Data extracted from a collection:
◆ ◆ ◆ ◆ ◆ ◆ ◆

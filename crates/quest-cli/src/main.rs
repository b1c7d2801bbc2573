//! Quest CLI
//!
//! Main entry point for working through guided coding lessons against a
//! remote execution service.

use std::io::{BufRead, Write};
use std::path::{Path, PathBuf};
use std::process::ExitCode;
use std::sync::Arc;

use clap::{Parser, Subcommand};
use quest_executor::ExecutionClient;
use quest_orchestrator::{
    Config, LessonCatalog, LessonProgressTracker, Orchestrator, ProgressEvent, RunOutcome,
};
use tracing_subscriber::EnvFilter;

/// Quest - Guided Coding Lessons
///
/// Submits your source code to a remote execution service and walks you
/// through a sequence of lessons that check the program's output.
#[derive(Parser, Debug)]
#[command(name = "quest")]
#[command(version, about, long_about = None)]
struct Args {
    /// Path to configuration file (default: quest.json in current directory)
    #[arg(short, long, value_name = "FILE")]
    config: Option<String>,

    /// Override the execution service base URL from the config
    #[arg(long, value_name = "URL")]
    base_url: Option<String>,

    /// Override the request timeout in seconds from the config
    #[arg(long, value_name = "SECS")]
    timeout_secs: Option<u64>,

    /// Enable verbose output (sets log level to debug)
    #[arg(short, long)]
    verbose: bool,

    #[command(subcommand)]
    command: Command,
}

#[derive(Subcommand, Debug)]
enum Command {
    /// Execute a source file once and evaluate it against the current step
    Run {
        /// Path to the source file to execute
        #[arg(value_name = "FILE")]
        file: PathBuf,

        /// Language id; inferred from the file extension when omitted
        #[arg(short, long, value_name = "LANG")]
        language: Option<String>,

        /// Standard input supplied to the program
        #[arg(long, value_name = "TEXT")]
        stdin: Option<String>,
    },

    /// List every level and lesson in the catalog
    Lessons,

    /// Work through the lessons interactively
    Study {
        /// Language id used for every submission
        #[arg(short, long, value_name = "LANG")]
        language: Option<String>,
    },
}

#[tokio::main]
async fn main() -> ExitCode {
    let args = Args::parse();

    // Priority: RUST_LOG env var > --verbose flag > default (warn)
    let filter = if args.verbose {
        EnvFilter::try_from_default_env().unwrap_or_else(|_| EnvFilter::new("debug"))
    } else {
        EnvFilter::try_from_default_env().unwrap_or_else(|_| EnvFilter::new("warn"))
    };
    tracing_subscriber::fmt().with_env_filter(filter).init();

    match run_quest(args).await {
        Ok(code) => code,
        Err(e) => {
            eprintln!("Error: {e}");
            ExitCode::from(1)
        }
    }
}

/// Dispatches the selected subcommand.
async fn run_quest(args: Args) -> anyhow::Result<ExitCode> {
    let config = load_config(args.config.as_deref())?;
    let config = apply_overrides(config, args.base_url, args.timeout_secs)?;

    match args.command {
        Command::Run {
            file,
            language,
            stdin,
        } => {
            let language = language
                .map_or_else(|| language_from_extension(&file), Ok)?;
            let mut orchestrator = build_orchestrator(&config)?;
            let source = std::fs::read_to_string(&file)
                .map_err(|e| anyhow::anyhow!("failed to read '{}': {e}", file.display()))?;

            let outcome = orchestrator
                .run_with_stdin(&language, &source, stdin.as_deref().unwrap_or_default())
                .await;
            print_outcome(&outcome, orchestrator.tracker());
            Ok(if outcome.success {
                ExitCode::SUCCESS
            } else {
                ExitCode::from(1)
            })
        }
        Command::Lessons => {
            print_catalog(&load_catalog(&config)?);
            Ok(ExitCode::SUCCESS)
        }
        Command::Study { language } => {
            let language = language.unwrap_or_else(|| config.default_language.clone());
            let mut orchestrator = build_orchestrator(&config)?;
            study_loop(&mut orchestrator, &language).await?;
            Ok(ExitCode::SUCCESS)
        }
    }
}

/// Loads configuration from an explicit path or the current directory.
fn load_config(path: Option<&str>) -> anyhow::Result<Config> {
    let config = match path {
        Some(path) => Config::load_from_file(Path::new(path))?,
        None => Config::load()?,
    };
    tracing::debug!(base_url = %config.base_url, "configuration loaded");
    Ok(config)
}

/// Applies command-line overrides to the loaded configuration.
///
/// Overridden values pass through the same validation as file values, so
/// `--timeout-secs 0` is rejected just like `"timeoutSecs": 0` would be.
fn apply_overrides(
    mut config: Config,
    base_url: Option<String>,
    timeout_secs: Option<u64>,
) -> anyhow::Result<Config> {
    if let Some(base_url) = base_url {
        config.base_url = base_url;
    }
    if let Some(timeout_secs) = timeout_secs {
        config.timeout_secs = timeout_secs;
    }
    config.validate()?;
    Ok(config)
}

/// Loads the lesson catalog named by the config, or the built-in one.
fn load_catalog(config: &Config) -> anyhow::Result<LessonCatalog> {
    Ok(match &config.catalog {
        Some(path) => LessonCatalog::load(path)?,
        None => LessonCatalog::builtin(),
    })
}

/// Builds a production orchestrator from the configuration.
fn build_orchestrator(config: &Config) -> anyhow::Result<Orchestrator<ExecutionClient>> {
    let client = ExecutionClient::with_options(
        &config.base_url,
        config.language_versions.clone(),
        config.timeout(),
    )?;
    let tracker = LessonProgressTracker::new(Arc::new(load_catalog(config)?));
    Ok(Orchestrator::new(client, tracker))
}

/// Maps a source file extension to a language id.
fn language_from_extension(file: &Path) -> anyhow::Result<String> {
    let ext = file
        .extension()
        .and_then(|ext| ext.to_str())
        .unwrap_or_default();
    match ext {
        "py" => Ok("python".to_string()),
        "js" => Ok("javascript".to_string()),
        "java" => Ok("java".to_string()),
        _ => anyhow::bail!(
            "cannot infer language from '{}'; pass --language",
            file.display()
        ),
    }
}

/// Prints a run outcome and the learner's next instruction.
fn print_outcome(outcome: &RunOutcome, tracker: &LessonProgressTracker) {
    if let Some(message) = &outcome.error_message {
        println!("Run failed: {message}");
        return;
    }

    if outcome.output_lines.is_empty() {
        println!("(no output)");
    } else {
        for line in &outcome.output_lines {
            println!("{line}");
        }
    }

    if let Some(event) = outcome.progress_event {
        let lines = celebration_lines(event);
        if !lines.is_empty() {
            println!();
        }
        for line in lines {
            println!("{line}");
        }
    }

    let state = tracker.state();
    println!();
    println!(
        "Current lesson: {} ({:.0}%)",
        tracker.current_lesson().title,
        state.progress_percent
    );
    println!("Next up: {}", tracker.current_step().instruction);
}

/// Lines announcing a progress event; empty when there is nothing to say.
///
/// Completing the last lesson of a level celebrates twice: the finished
/// lesson first, then the level change.
fn celebration_lines(event: ProgressEvent) -> Vec<String> {
    match event {
        ProgressEvent::StepAdvanced => {
            vec!["Step completed! Moving to the next step.".to_string()]
        }
        ProgressEvent::LessonCompleted { lesson_id } => {
            vec![format!("Lesson {lesson_id} completed! Great job!")]
        }
        ProgressEvent::LevelAdvanced {
            completed_lesson_id,
            level,
        } => vec![
            format!("Lesson {completed_lesson_id} completed! Great job!"),
            format!("Level up! Welcome to {level}."),
        ],
        ProgressEvent::ManualAdvanceRequired => vec![
            "This step has no output to check; advance it with 'next' in study mode.".to_string(),
        ],
        ProgressEvent::NoMatch => Vec::new(),
    }
}

/// Prints the whole catalog grouped by level.
fn print_catalog(catalog: &LessonCatalog) {
    for level in catalog.levels_in_order() {
        println!("{level}");
        for (index, lesson) in catalog.lessons(level).iter().enumerate() {
            println!(
                "  {index}. [{}] {} ({} steps)",
                lesson.id,
                lesson.title,
                lesson.steps.len()
            );
        }
    }
}

/// Interactive study session: show the step, read a command, repeat.
async fn study_loop(
    orchestrator: &mut Orchestrator<ExecutionClient>,
    language: &str,
) -> anyhow::Result<()> {
    println!("Quest study session ({language})");
    println!("Commands: <file> to run it, 'hint', 'suggest', 'next', 'quit'");

    let stdin = std::io::stdin();
    loop {
        let tracker = orchestrator.tracker();
        println!();
        println!(
            "[{} / {}] {}",
            tracker.state().level,
            tracker.current_lesson().title,
            tracker.current_step().instruction
        );
        print!("> ");
        std::io::stdout().flush()?;

        let mut line = String::new();
        if stdin.lock().read_line(&mut line)? == 0 {
            break; // EOF
        }
        let input = line.trim();

        match input {
            "" => {}
            "quit" => break,
            "hint" => println!("Hint: {}", orchestrator.tracker().current_step().hint),
            "suggest" => println!("{}", orchestrator.tracker().suggested_code()),
            "next" => {
                let event = orchestrator.tracker_mut().advance_step();
                if event.is_celebratory() {
                    println!("Nice work!");
                }
            }
            file => {
                let source = match std::fs::read_to_string(file) {
                    Ok(source) => source,
                    Err(e) => {
                        println!("Cannot read '{file}': {e}");
                        continue;
                    }
                };
                let outcome = orchestrator.run(language, &source).await;
                print_outcome(&outcome, orchestrator.tracker());
            }
        }
    }

    println!("Session over. See you next time!");
    Ok(())
}
use super::{parse_address, print_records, Record};
use crate::config::OutputFormat;
use anyhow::Result;
use std::io::Write;

pub fn handle(out: &mut impl Write, addresses: &[String], output: OutputFormat) -> Result<()> {
    let records = addresses
        .iter()
        .map(|input| -> Result<Record> {
            let eui = parse_address(input)?;
            Ok(Record {
                input: input.clone(),
                eui48: eui,
                encoded: eui.to_string(),
            })
        })
        .collect::<Result<Vec<_>>>()?;

    print_records(out, &records, output)
}
//! EUI-48 (MAC address) identifiers and their text encodings
//!
//! This library converts 6-byte identifiers to grouped lowercase hex text and
//! back, and normalizes 48 and 64 bit hardware addresses into the canonical
//! 6-byte form. It has no I/O and does not log.

pub mod error;
pub mod eui48;
pub mod hex;
pub mod hwaddr;

pub use error::{EuiError, Result};
pub use eui48::{must_eui48, Eui48, DEFAULT_DELIMITER};
pub use hwaddr::HardwareAddr;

◆ ◆ ◆ ◆ ◆ ◆ ◆

Requirement.
Above are the records. Print exactly, and only, the lines from the line with "let source = match" to the line with "over. See you", both inclusive.

Final answer.
                let source = match std::fs::read_to_string(file) {
                    Ok(source) => source,
                    Err(e) => {
                        println!("Cannot read '{file}': {e}");
                        continue;
                    }
                };
                let outcome = orchestrator.run(language, &source).await;
                print_outcome(&outcome, orchestrator.tracker());
            }
        }
    }

    println!("Session over. See you next time!");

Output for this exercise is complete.